Delegated Self, on the Brinks of Enjoyment

by stevan vuković | pdf

I am hardly aware of myself but only of the sensation.

I am only the container of the feeling of ecstasy, of the feeling of rapture.[1]


Dejan Grba, Bored to Death, ulje na platnu, 1998-2001.

Tintin revisited. In the course of the ruptured iterability of a self. By the use of substitutes. Substituting instead of representing. Making possible an act of transformation by the mediation of some kind of displacement. By the conceptual use of the borrowed visually formed model. As the bearer of the perceptually represented idiomatic features of a personality. Deriving sense out of sensations. Inscribed into the surfaces of the delegated self. According to Norman Bryson, the conceptual and the perceptual aspects of a painting are just the opposite ends of the same axis, the conceptual being the substitutional one. Substituting images for images. All art is in a way conceptual, in the sense that all images are based on previous images and they are some kind of a relational model.

In the framework of identity-politics, an image may function as a substitute for a constantly lacking fixed form of an identity, then as a definition of it, then become the basic matrix for its recognition. Used in a citational sense, an image produces denotations in its intersection with all the schemata of recognition codified in iconology, its performative power resulting from the procedures ran by the iconographic code. In that respect an identity appears to be a sole byproduct of a deliberate misrecognition of the self in an image of a completely visual structure, which results in modeling one’s behaviour and beliefs according to it.

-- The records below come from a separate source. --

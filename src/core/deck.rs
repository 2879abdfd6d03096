//! Deck module - builds the piece multiset for a game
//!
//! Applies the weighted-type policy: the favored types supply roughly 75% of
//! the deck, every type is emitted in groups of exactly three, and the result
//! is shuffled uniformly so stack composition is unpredictable.

use crate::core::rng::RandomSource;
use crate::types::{GameConfig, PieceType};

/// A single tile on the board or in the bar.
///
/// Pieces of the same type are distinct objects; `id` is unique within a
/// deal and identifies the piece across moves.
#[derive(Debug, Clone, Copy, PartialEq, Eq)]
pub struct Piece {
    pub id: u32,
    pub kind: PieceType,
    /// Presentation hint only; selectability never depends on it
    pub visible: bool,
}

impl Piece {
    pub fn new(id: u32, kind: PieceType) -> Self {
        Self {
            id,
            kind,
            visible: false,
        }
    }
}

/// Generate the shuffled deck for one deal.
///
/// The favored types (first `favored_type_count`) split `favored_share` of
/// the requested total between them; the remaining types split the rest.
/// Each type emits whole triples until its fractional share is covered, so
/// the realized deck can exceed the requested total by up to three pieces
/// per type. That divergence is the accepted default policy, not corrected;
/// distribution onto the board truncates to the requested total.
pub fn generate_deck(config: &GameConfig, mut rng: &mut dyn RandomSource) -> Vec<Piece> {
    let total = config.total_count();
    let types = config.piece_types();
    let split = config.favored_type_count.min(types.len());
    let (favored, remaining) = types.split_at(split);

    let favored_count = (total as f64 * config.favored_share).floor();
    let remaining_count = total as f64 - favored_count;

    let mut kinds = Vec::with_capacity(total + 3 * types.len());
    push_triples(&mut kinds, favored, favored_count);
    push_triples(&mut kinds, remaining, remaining_count);

    (&mut rng).shuffle(&mut kinds);

    kinds
        .into_iter()
        .enumerate()
        .map(|(i, kind)| Piece::new(i as u32, kind))
        .collect()
}

/// Emit groups of three per type until the per-type share is covered.
fn push_triples(out: &mut Vec<PieceType>, types: &[PieceType], count: f64) {
    if types.is_empty() || count <= 0.0 {
        return;
    }
    let share = count / types.len() as f64;
    for &kind in types {
        let mut emitted = 0.0;
        while emitted < share {
            out.extend([kind, kind, kind]);
            emitted += 3.0;
        }
    }
}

An image gives form to something. Subsuming it under a schema that in forms the subject and makes possible the process of its identification with something complete. Self enclosed and self sufficient. Which is to be repeated, reiterated, and provided with some transtemporal identity. As if disclosing some solidity behind the fluxes of sensations, which in a very simple and banal way point towards the radical extimity of any individual, with its intimate traits featured on the display of the signs of particularity.

The pleasures of viewing will accordingly be rooted in wholeness and repetition; the image will not tend to interrupt or break with the comfortable familiarity of the already known. A painting of plaisir will repeat, will confine to that kind of an image. Circumventing any traces of rapture or ecstasy. Circumventing enjoyment.

The sterile, aseptic image of Tintin, taken from the cartoon series and drained from any action, provides a perfect model for the painting of plaisir. A perfect catch, offering the pleasures of viewing. Only slightly disrupted, colonized with basic sensations, corporizing his body in a signifying way. Getting to the brinks of enjoyment.

  1.  Virginia Woolf, A Sketch of the Past in Moments of Being: Unpublished Autobiographical Writings, ed. Jeanne Schuylkind, p. 68, Harcourt Brace Jovanovich, New York & London, 1976.

Stevan Vuković, Delegated Self, on the Brinks of Enjoyment, The Blue Lotus exhibition catalogue, Remont Gallery, Belgrade, 2001.